Following a rejection of ArcelorMittal Liberia’s rail provisions by President Joseph Nyuma Boakai, the company has reportedly intensified its campaign to ratify its revised Mineral Development Agreement (MDA). There is mounting evidence that the company’s proposals could covertly entrench its dominance over a critical strategic infrastructure asset, the Yekepa–Buchanan rail corridor for decades to come. Central to the provisions, are the Rail Standards Operating Principles (RSOPs), a set of technical and governance guidelines that determine everything from access fees and scheduling to safety protocols and system upgrades.
As contained in AML’s revised MDA, these operating principles are embedded directly into the agreement, a move that President Boakai opposed, insisting that the rules governing the rail corridor must fall under an independent operator to ensure transparency, neutrality, and fair competition. A source familiar with the provisions hinted that if ratified, AML’s RSOPs would embed three systematic risks to Liberia’s sovereignty and economic growth, giving them advantage to operate a ‘State within a State.’
It Would Strengthen AML’s ‘State within a State’
Multiple public officials and industry experts have observed how the RSOPs inside AML’s agreement risk bringing to life what think tank Global Witness described two decades ago as creating a “state within a state”, reinforcing the company’s de facto monopoly over the rail corridor.
Officials say this is because future modification to the RSOPs would require legislative approval, effectively locking Liberia into a single-user governance model and leaving no room for the establishment of a National Rail Authority that can oversee all users.
“This concern of AML operating a state within a state is sharpened by the company’s track record in Liberia over the past 20 years, which includes multiple fines for environmental damages, a failure to deliver key infrastructure projects promised to communities in Nimba, Bong, and Grand Bassa counties, and a lack of transparency of its in-country profits and tax contributions to the country,” a source frowns. Recent reports also point to criticism of AML’s employment practices, particularly a trend of favoring foreign hires with minimal knowledge of project specifics instead of qualified Liberians. Recurring safety issues such as derailments have further eroded public trust.

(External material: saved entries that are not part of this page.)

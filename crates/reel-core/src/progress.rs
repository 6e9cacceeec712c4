//! Progress indicator math

use crate::settings::PlaybackSettings;
use serde::Serialize;

/// Fraction of the stream already played.
///
/// Returns 0 whenever `current_time` is not positive. That guard also covers
/// `duration == 0` before the surface has loaded.
pub fn completion_fraction(current_time: f64, duration: f64) -> f64 {
    if current_time > 0.0 {
        current_time / duration
    } else {
        0.0
    }
}

/// Two adjacent segments sized by flex weight
#[derive(Debug, Clone, Copy, PartialEq, Serialize)]
pub struct ProgressBar {
    /// Flex weight of the played segment (0-100)
    pub completed: f64,
    /// Flex weight of the remaining segment (0-100)
    pub remaining: f64,
}

impl ProgressBar {
    pub fn new(current_time: f64, duration: f64) -> Self {
        let fraction = completion_fraction(current_time, duration);
        Self {
            completed: fraction * 100.0,
            remaining: (1.0 - fraction) * 100.0,
        }
    }

    pub fn from_settings(settings: &PlaybackSettings) -> Self {
        Self::new(settings.current_time, settings.duration)
    }

    /// Split `total` cells between the two segments
    pub fn split(&self, total: u16) -> (u16, u16) {
        let weight = self.completed + self.remaining;
        if !self.completed.is_finite() || !self.remaining.is_finite() || weight <= 0.0 {
            return (0, total);
        }
        let completed = ((self.completed / weight) * f64::from(total)).round();
        let completed = completed.clamp(0.0, f64::from(total)) as u16;
        (completed, total - completed)
    }
}

#[cfg(test)]
mod tests {
    use super::*;

    #[test]
    fn test_fraction_within_range() {
        for (t, d) in [(0.5, 1.0), (30.0, 120.0), (120.0, 120.0), (0.001, 7.0)] {
            let bar = ProgressBar::new(t, d);
            assert!((completion_fraction(t, d) - t / d).abs() < 1e-12);
            assert!((bar.completed + bar.remaining - 100.0).abs() < 1e-9);
        }
    }

    #[test]
    fn test_non_positive_position_is_zero() {
        assert_eq!(completion_fraction(0.0, 60.0), 0.0);
        assert_eq!(completion_fraction(-2.0, 60.0), 0.0);
        assert_eq!(completion_fraction(0.0, 0.0), 0.0);

        let bar = ProgressBar::new(0.0, 0.0);
        assert_eq!(bar.completed, 0.0);
        assert_eq!(bar.remaining, 100.0);
    }

    #[test]
    fn test_split_cells() {
        assert_eq!(ProgressBar::new(25.0, 100.0).split(40), (10, 30));
        assert_eq!(ProgressBar::new(0.0, 0.0).split(40), (0, 40));
        assert_eq!(ProgressBar::new(100.0, 100.0).split(40), (40, 0));
    }

    #[test]
    fn test_split_survives_unloaded_duration() {
        // a position reported before the duration yields an infinite weight
        let bar = ProgressBar::new(3.0, 0.0);
        assert_eq!(bar.split(20), (0, 20));
    }
}
//! Video player component
//!
//! Owns the playback settings and the resolved stream source, and keeps an
//! attached [`PlaybackSurface`] in sync with them:
//! - one config fetch on mount
//! - every mutation funnelled through [`VideoPlayer::dispatch`]
//! - declarative [`Screen`] output for the front end

use crate::{
    config::PlayerConfig,
    controls::ControlStrip,
    events::SurfaceEvent,
    settings::{Action, PlaybackSettings, Reduced},
    surface::{PlaybackSurface, SurfaceProps},
    types::{PlaybackRate, ResizeMode, Volume},
    view::{PlayerView, Screen},
    vimeo::ConfigSource,
    Result,
};
use std::future::Future;
use std::sync::Arc;
use tokio::sync::watch;
use tracing::{debug, info, instrument, warn};
use url::Url;

/// Single-screen player
pub struct VideoPlayer {
    config: PlayerConfig,
    config_source: Arc<dyn ConfigSource>,
    settings: PlaybackSettings,
    settings_tx: watch::Sender<PlaybackSettings>,
    /// Set once, when the config fetch resolves
    source: Option<Url>,
    mounted: bool,
    surface: Option<Box<dyn PlaybackSurface>>,
}

impl VideoPlayer {
    pub fn new(config: PlayerConfig, config_source: Arc<dyn ConfigSource>) -> Self {
        let settings = PlaybackSettings::default();
        let (settings_tx, _) = watch::channel(settings);

        Self {
            config,
            config_source,
            settings,
            settings_tx,
            source: None,
            mounted: false,
            surface: None,
        }
    }

    pub fn config(&self) -> &PlayerConfig {
        &self.config
    }

    /// Current settings snapshot
    pub fn settings(&self) -> PlaybackSettings {
        self.settings
    }

    /// Resolved stream URL, if the fetch has succeeded
    pub fn source(&self) -> Option<&Url> {
        self.source.as_ref()
    }

    pub fn is_mounted(&self) -> bool {
        self.mounted
    }

    /// Subscribe to settings changes
    pub fn subscribe(&self) -> watch::Receiver<PlaybackSettings> {
        self.settings_tx.subscribe()
    }

    /// Mark the component mounted and hand out the config fetch.
    ///
    /// Returns `None` after the first call. The future owns everything it
    /// needs, so callers may spawn it and feed the outcome to
    /// [`VideoPlayer::resolve_source`].
    pub fn fetch_task(&mut self) -> Option<impl Future<Output = Result<Url>> + Send + 'static> {
        if self.mounted {
            debug!("Already mounted, skipping config fetch");
            return None;
        }
        self.mounted = true;

        let config_source = Arc::clone(&self.config_source);
        let video_id = self.config.video_id.clone();
        info!(video_id = %video_id, "Mounting player");

        Some(async move { config_source.fetch_stream_url(&video_id).await })
    }

    /// Fetch the stream source and store it; a no-op when already mounted.
    ///
    /// A failed fetch is logged and leaves the screen empty.
    #[instrument(skip(self), fields(video_id = %self.config.video_id))]
    pub async fn mount(&mut self) -> Result<()> {
        match self.fetch_task() {
            Some(fetch) => {
                let result = fetch.await;
                self.resolve_source(result)
            }
            None => Ok(()),
        }
    }

    /// Record the outcome of the config fetch
    pub fn resolve_source(&mut self, result: Result<Url>) -> Result<()> {
        match result {
            Ok(url) => {
                if let Some(existing) = &self.source {
                    warn!(existing = %existing, ignored = %url, "Stream source already set");
                    return Ok(());
                }
                info!(source = %url, "Stream source set");
                self.source = Some(url);
                self.sync_surface(None)
            }
            Err(e) => {
                warn!(error = %e, code = e.error_code(), "Config fetch failed, nothing to play");
                Ok(())
            }
        }
    }

    /// Hand the player its playback engine
    pub fn attach_surface(&mut self, surface: Box<dyn PlaybackSurface>) -> Result<()> {
        self.surface = Some(surface);
        self.sync_surface(None)
    }

    /// Apply one action and push the result to the surface
    pub fn dispatch(&mut self, action: Action) -> Result<()> {
        debug!(?action, "Dispatch");

        let Reduced { settings, seek_to } = self.settings.reduce(action);
        if settings.paused != self.settings.paused {
            info!(paused = settings.paused, position = settings.current_time, "Playback toggled");
        }

        self.settings = settings;
        self.settings_tx.send_replace(settings);
        self.sync_surface(seek_to)
    }

    /// Tap on the surface
    pub fn tap(&mut self) -> Result<()> {
        self.dispatch(Action::TogglePaused)
    }

    pub fn select_rate(&mut self, rate: PlaybackRate) -> Result<()> {
        self.dispatch(Action::SelectRate(rate))
    }

    pub fn select_volume(&mut self, volume: Volume) -> Result<()> {
        self.dispatch(Action::SelectVolume(volume))
    }

    pub fn select_resize_mode(&mut self, resize_mode: ResizeMode) -> Result<()> {
        self.dispatch(Action::SelectResizeMode(resize_mode))
    }

    pub fn handle_surface_event(&mut self, event: SurfaceEvent) -> Result<()> {
        if !matches!(event, SurfaceEvent::Progress(_)) {
            info!(event = event.name(), "Surface event");
        }
        self.dispatch(Action::Surface(event))
    }

    /// Props the surface would receive right now
    pub fn surface_props(&self) -> Option<SurfaceProps> {
        self.source
            .as_ref()
            .map(|source| SurfaceProps::new(source.clone(), &self.settings, self.config.repeat))
    }

    pub fn render(&self) -> Screen {
        match self.surface_props() {
            Some(surface) => Screen::Player(PlayerView {
                surface,
                controls: ControlStrip::from_settings(&self.settings),
            }),
            None => Screen::Empty,
        }
    }

    fn sync_surface(&mut self, seek_to: Option<f64>) -> Result<()> {
        let Some(props) = self.surface_props() else {
            return Ok(());
        };
        let Some(surface) = self.surface.as_mut() else {
            return Ok(());
        };

        surface.apply(&props)?;
        if let Some(position) = seek_to {
            debug!(position, "Seeking surface");
            surface.seek(position)?;
        }
        Ok(())
    }
}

It risks an unfair AML competitive advantage
Beyond governance concerns, observers have pointed to how the operational and financial thresholds proposed in the RSOPs could give AML an unfair structural advantage over any future competitors. It has been gathered that a major point of contention is the requirement that the transition to a multi-user rail system requires entrants to demonstrate the capacity to move five million tonnes per annum (mtpa). Critics describe this as an arbitrary benchmark that forces companies to invest heavily without guaranteed access to the rail. The upfront capital obligations make it exceptionally difficult for third-party mining projects to secure financing, effectively freezing out new entrants before they can even begin. Additionally, the principles currently exempt AML from some of the feasibility study requirements that other users would face. This gives it an accelerated pathway to expansion.
Giving AML Capacity to Stall or Frustrate New Users
A third challenging dimension of the RSOP concerns AML’s capacity to stall, frustrate, or block the accession of new users. Under the proposed framework, AML’s own expansion timeline becomes the determining factor for when the corridor can accommodate additional companies. This means that AML could delay other companies from using the rail line simply by slowing its own investments or upgrades. The company would also reportedly have the exclusive right to defer system improvements on grounds of operational necessity, giving it broad discretion to postpone expansions.
Getting The Details Right is Essential for Liberia
As debate in the Legislature intensifies, the stakes for Liberia could not be higher. The country’s rail and port corridors are some of its most valuable national assets, and their governance will shape the country’s economic landscape for generations. It has become a concern among policymakers that having RSOPs under the purview of AML’s revised MDA will ensure it retains de facto control over the Yekepa-Buchanan railway. Liberia’s aspiration for an open, competitive, and transparent rail system can only be achieved by ensuring that its railways – some of the country’s most strategic assets – serve national interests, by encouraging fair competition, attracting new investment, and safeguarding economic sovereignty. If the RSOPs remain in their current form, this will not be achieved.